Monday, July 17, 2017

EGG AND QUINOA SALAD IN A JAR


           EGG AND QUINOA SALAD IN A JAR

This egg and quinoa salad in a jar is fun way to serve a layered springtime salad for breakfast or brunch.



INGREDIENTS

  • 1/2 cup (100g) quinoa, cooked to packet instructions
  • 2 tbs olive oil
  • 3 tomatoes, seeds removed, chopped
  • 1 Lebanese cucumber, peeled, seeds removed, chopped
  • 1 avocado, chopped
  • 1 cup flat-leaf parsley leaves, chopped
  • 1 tbs lemon juice
  • 100g baby spinach, shredded
  • 2 tbs dukkah
  • 2 eggs, soft-boiled, peeled, halved
Dressing
  • 1/4 cup (60ml) olive oil
  • 100ml orange juice
  • 2 tsp Dijon mustard
  • METHOD

    • 1
      For dressing, whisk ingredients together.

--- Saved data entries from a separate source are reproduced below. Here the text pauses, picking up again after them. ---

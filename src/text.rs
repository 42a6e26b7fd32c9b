//! Bitmap Text
//!
//! A 5x7 procedural font drawn as filled SDL2 rectangles. The menu uses it both
//! to draw labels and as its text-measurement capability: button sizes are
//! derived from [`measure_text`], so measuring and drawing must agree.

use sdl2::pixels::Color;
use sdl2::rect::Rect;
use sdl2::render::Canvas;
use sdl2::video::Window;

/// Glyph cell width in font pixels, including one column of spacing
const CELL_WIDTH: u32 = 6;
/// Glyph height in font pixels
const GLYPH_HEIGHT: u32 = 7;
const GLYPH_WIDTH: u32 = 5;

/// Row bitmaps for a character, most significant of the low 5 bits on the left.
///
/// Lookup is case-insensitive. Unknown characters render as a solid block.
pub fn glyph(c: char) -> [u8; 7] {
    match c.to_ascii_uppercase() {
        'A' => [0b01110, 0b10001, 0b10001, 0b11111, 0b10001, 0b10001, 0b10001],
        'B' => [0b11110, 0b10001, 0b10001, 0b11110, 0b10001, 0b10001, 0b11110],
        'C' => [0b01110, 0b10001, 0b10000, 0b10000, 0b10000, 0b10001, 0b01110],
        'D' => [0b11110, 0b10001, 0b10001, 0b10001, 0b10001, 0b10001, 0b11110],
        'E' => [0b11111, 0b10000, 0b10000, 0b11110, 0b10000, 0b10000, 0b11111],
        'F' => [0b11111, 0b10000, 0b10000, 0b11110, 0b10000, 0b10000, 0b10000],
        'G' => [0b01110, 0b10001, 0b10000, 0b10111, 0b10001, 0b10001, 0b01110],
        'H' => [0b10001, 0b10001, 0b10001, 0b11111, 0b10001, 0b10001, 0b10001],
        'I' => [0b11111, 0b00100, 0b00100, 0b00100, 0b00100, 0b00100, 0b11111],
        'J' => [0b00111, 0b00010, 0b00010, 0b00010, 0b00010, 0b10010, 0b01100],
        'K' => [0b10001, 0b10010, 0b10100, 0b11000, 0b10100, 0b10010, 0b10001],
        'L' => [0b10000, 0b10000, 0b10000, 0b10000, 0b10000, 0b10000, 0b11111],
        'M' => [0b10001, 0b11011, 0b10101, 0b10001, 0b10001, 0b10001, 0b10001],
        'N' => [0b10001, 0b11001, 0b10101, 0b10011, 0b10001, 0b10001, 0b10001],
        'O' => [0b01110, 0b10001, 0b10001, 0b10001, 0b10001, 0b10001, 0b01110],
        'P' => [0b11110, 0b10001, 0b10001, 0b11110, 0b10000, 0b10000, 0b10000],
        'Q' => [0b01110, 0b10001, 0b10001, 0b10001, 0b10101, 0b10010, 0b01101],
        'R' => [0b11110, 0b10001, 0b10001, 0b11110, 0b10100, 0b10010, 0b10001],
        'S' => [0b01110, 0b10001, 0b10000, 0b01110, 0b00001, 0b10001, 0b01110],
        'T' => [0b11111, 0b00100, 0b00100, 0b00100, 0b00100, 0b00100, 0b00100],
        'U' => [0b10001, 0b10001, 0b10001, 0b10001, 0b10001, 0b10001, 0b01110],
        'V' => [0b10001, 0b10001, 0b10001, 0b10001, 0b10001, 0b01010, 0b00100],
        'W' => [0b10001, 0b10001, 0b10001, 0b10001, 0b10101, 0b11011, 0b10001],
        'X' => [0b10001, 0b10001, 0b01010, 0b00100, 0b01010, 0b10001, 0b10001],
        'Y' => [0b10001, 0b10001, 0b01010, 0b00100, 0b00100, 0b00100, 0b00100],
        'Z' => [0b11111, 0b00001, 0b00010, 0b00100, 0b01000, 0b10000, 0b11111],
        '0' => [0b01110, 0b10001, 0b10011, 0b10101, 0b11001, 0b10001, 0b01110],
        '1' => [0b00100, 0b01100, 0b00100, 0b00100, 0b00100, 0b00100, 0b01110],
        '2' => [0b01110, 0b10001, 0b00001, 0b00110, 0b01000, 0b10000, 0b11111],
        '3' => [0b11111, 0b00010, 0b00100, 0b00010, 0b00001, 0b10001, 0b01110],
        '4' => [0b00010, 0b00110, 0b01010, 0b10010, 0b11111, 0b00010, 0b00010],
        '5' => [0b11111, 0b10000, 0b11110, 0b00001, 0b00001, 0b10001, 0b01110],
        '6' => [0b00110, 0b01000, 0b10000, 0b11110, 0b10001, 0b10001, 0b01110],
        '7' => [0b11111, 0b00001, 0b00010, 0b00100, 0b01000, 0b01000, 0b01000],
        '8' => [0b01110, 0b10001, 0b10001, 0b01110, 0b10001, 0b10001, 0b01110],
        '9' => [0b01110, 0b10001, 0b10001, 0b01111, 0b00001, 0b00010, 0b01100],
        ':' => [0b00000, 0b00000, 0b00100, 0b00000, 0b00100, 0b00000, 0b00000],
        '/' => [0b00001, 0b00010, 0b00010, 0b00100, 0b01000, 0b01000, 0b10000],
        '<' => [0b00010, 0b00100, 0b01000, 0b10000, 0b01000, 0b00100, 0b00010],
        '>' => [0b01000, 0b00100, 0b00010, 0b00001, 0b00010, 0b00100, 0b01000],
        '-' => [0b00000, 0b00000, 0b00000, 0b11111, 0b00000, 0b00000, 0b00000],
        '+' => [0b00000, 0b00100, 0b00100, 0b11111, 0b00100, 0b00100, 0b00000],
        '.' => [0b00000, 0b00000, 0b00000, 0b00000, 0b00000, 0b01100, 0b01100],
        '!' => [0b00100, 0b00100, 0b00100, 0b00100, 0b00100, 0b00000, 0b00100],
        '(' => [0b00010, 0b00100, 0b01000, 0b01000, 0b01000, 0b00100, 0b00010],
        ')' => [0b01000, 0b00100, 0b00010, 0b00010, 0b00010, 0b00100, 0b01000],
        ' ' => [0b00000, 0b00000, 0b00000, 0b00000, 0b00000, 0b00000, 0b00000],
        _ => [0b11111; 7],
    }
}

/// Size in pixels of `text` drawn at `scale`.
///
/// Every character occupies a 6-pixel cell (5 glyph columns plus spacing), the
/// same advance [`draw_text`] uses.
pub fn measure_text(text: &str, scale: u32) -> (u32, u32) {
    let chars = u32::try_from(text.chars().count()).unwrap_or(u32::MAX);
    let width = chars.saturating_mul(CELL_WIDTH).saturating_mul(scale);
    (width, GLYPH_HEIGHT.saturating_mul(scale))
}

/// Draws `text` with its top-left corner at (x, y)
pub fn draw_text(
    canvas: &mut Canvas<Window>,
    text: &str,
    x: i32,
    y: i32,
    color: Color,
    scale: u32,
) -> Result<(), String> {
    canvas.set_draw_color(color);

    for rect in glyph_rects(text, x, y, scale) {
        canvas.fill_rect(rect)?;
    }

    Ok(())
}

/// The filled rectangles that make up `text`, one per lit font pixel
fn glyph_rects(text: &str, x: i32, y: i32, scale: u32) -> Vec<Rect> {
    let step = scale as i32;
    let mut rects = Vec::new();

    for (i, c) in text.chars().enumerate() {
        let cell_x = x + i as i32 * (CELL_WIDTH * scale) as i32;

        for (row, bits) in glyph(c).iter().enumerate() {
            for col in 0..GLYPH_WIDTH {
                if (bits >> (GLYPH_WIDTH - 1 - col)) & 1 == 1 {
                    rects.push(Rect::new(
                        cell_x + col as i32 * step,
                        y + row as i32 * step,
                        scale,
                        scale,
                    ));
                }
            }
        }
    }

    rects
}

Season and set aside.
    • 2
      Combine the quinoa with oil, then season. In a second bowl, combine the tomato and cucumber, then in a third bowl, toss the avocado with the parsley and lemon juice, then season.
    • 3
      To serve, divide spinach among four 300ml jars. Top with a layer of quinoa, then tomato mixture and avocado mixture. Sprinkle with dressing and dukkah, then top each jar with half an egg.